→ **WHAT THE EXERCISE ASKS**
What is needed here is a word-for-word copy of all the entries below.

→ **SOURCE DATA**

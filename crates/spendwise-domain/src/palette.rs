//! Fixed colour palettes for category charts and expense cards.
//!
//! Chart colours are assigned by position: the n-th distinct category takes
//! `CHART_PALETTE[n % CHART_PALETTE.len()]`. The assignment depends on input order
//! and never on the category name.

pub const CHART_PALETTE: [&str; 6] = [
    "#FF6B6B", "#4ECDC4", "#45B7D1", "#96CEB4", "#FFEAA7", "#DDA0DD",
];

/// Colour for the `other` bucket and for any category not in [`NAMED_CATEGORY_COLORS`].
pub const FALLBACK_CATEGORY_COLOR: &str = "#95A5A6";

/// Known categories (lowercase) and their card colours.
pub const NAMED_CATEGORY_COLORS: [(&str, &str); 9] = [
    ("food & dining", "#FF6B6B"),
    ("transportation", "#4ECDC4"),
    ("entertainment", "#45B7D1"),
    ("bills & utilities", "#96CEB4"),
    ("shopping", "#FFEAA7"),
    ("healthcare", "#DDA0DD"),
    ("education", "#74B9FF"),
    ("travel", "#FD79A8"),
    ("other", FALLBACK_CATEGORY_COLOR),
];

/// Category preselected for new expenses.
pub const DEFAULT_EXPENSE_CATEGORY: &str = "Food & Dining";

pub fn chart_color(index: usize) -> &'static str {
    CHART_PALETTE[index % CHART_PALETTE.len()]
}

/// Case-insensitive lookup in the named palette.
pub fn category_color(category: &str) -> &'static str {
    let folded = category.trim().to_lowercase();
    NAMED_CATEGORY_COLORS
        .iter()
        .find(|(name, _)| *name == folded)
        .map(|(_, color)| *color)
        .unwrap_or(FALLBACK_CATEGORY_COLOR)
}

#[cfg(test)]
mod tests {
    use super::*;

    #[test]
    fn chart_colors_wrap_around() {
        assert_eq!(chart_color(0), "#FF6B6B");
        assert_eq!(chart_color(5), "#DDA0DD");
        assert_eq!(chart_color(6), "#FF6B6B");
        assert_eq!(chart_color(13), "#4ECDC4");
    }

    #[test]
    fn named_lookup_folds_case() {
        assert_eq!(category_color("Food & Dining"), "#FF6B6B");
        assert_eq!(category_color("TRAVEL"), "#FD79A8");
        assert_eq!(category_color("Pets"), FALLBACK_CATEGORY_COLOR);
        assert_eq!(category_color(""), FALLBACK_CATEGORY_COLOR);
    }
}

→ **WRITTEN SOLUTION**
filename crates/spendwise-domain/src/palette.rs
//! Fixed colour palettes for category charts and expense cards.
//!
//! Chart colours are assigned by position: the n-th distinct category takes
//! `CHART_PALETTE[n % CHART_PALETTE.len()]`. The assignment depends on input order
//! and never on the category name.

pub const CHART_PALETTE: [&str; 6] = [
    "#FF6B6B", "#4ECDC4", "#45B7D1", "#96CEB4", "#FFEAA7", "#DDA0DD",
];

/// Colour for the `other` bucket and for any category not in [`NAMED_CATEGORY_COLORS`].
pub const FALLBACK_CATEGORY_COLOR: &str = "#95A5A6";

/// Known categories (lowercase) and their card colours.
pub const NAMED_CATEGORY_COLORS: [(&str, &str); 9] = [
    ("food & dining", "#FF6B6B"),
    ("transportation", "#4ECDC4"),
    ("entertainment", "#45B7D1"),
    ("bills & utilities", "#96CEB4"),
    ("shopping", "#FFEAA7"),
    ("healthcare", "#DDA0DD"),
    ("education", "#74B9FF"),
    ("travel", "#FD79A8"),
    ("other", FALLBACK_CATEGORY_COLOR),
];

/// Category preselected for new expenses.
pub const DEFAULT_EXPENSE_CATEGORY: &str = "Food & Dining";

pub fn chart_color(index: usize) -> &'static str {
    CHART_PALETTE[index % CHART_PALETTE.len()]
}

/// Case-insensitive lookup in the named palette.
pub fn category_color(category: &str) -> &'static str {
    let folded = category.trim().to_lowercase();
    NAMED_CATEGORY_COLORS
        .iter()
        .find(|(name, _)| *name == folded)
        .map(|(_, color)| *color)
        .unwrap_or(FALLBACK_CATEGORY_COLOR)
}

#[cfg(test)]
mod tests {
    use super::*;

    #[test]
    fn chart_colors_wrap_around() {
        assert_eq!(chart_color(0), "#FF6B6B");
        assert_eq!(chart_color(5), "#DDA0DD");
        assert_eq!(chart_color(6), "#FF6B6B");
        assert_eq!(chart_color(13), "#4ECDC4");
    }

    #[test]
    fn named_lookup_folds_case() {
        assert_eq!(category_color("Food & Dining"), "#FF6B6B");
        assert_eq!(category_color("TRAVEL"), "#FD79A8");
        assert_eq!(category_color("Pets"), FALLBACK_CATEGORY_COLOR);
        assert_eq!(category_color(""), FALLBACK_CATEGORY_COLOR);
    }
}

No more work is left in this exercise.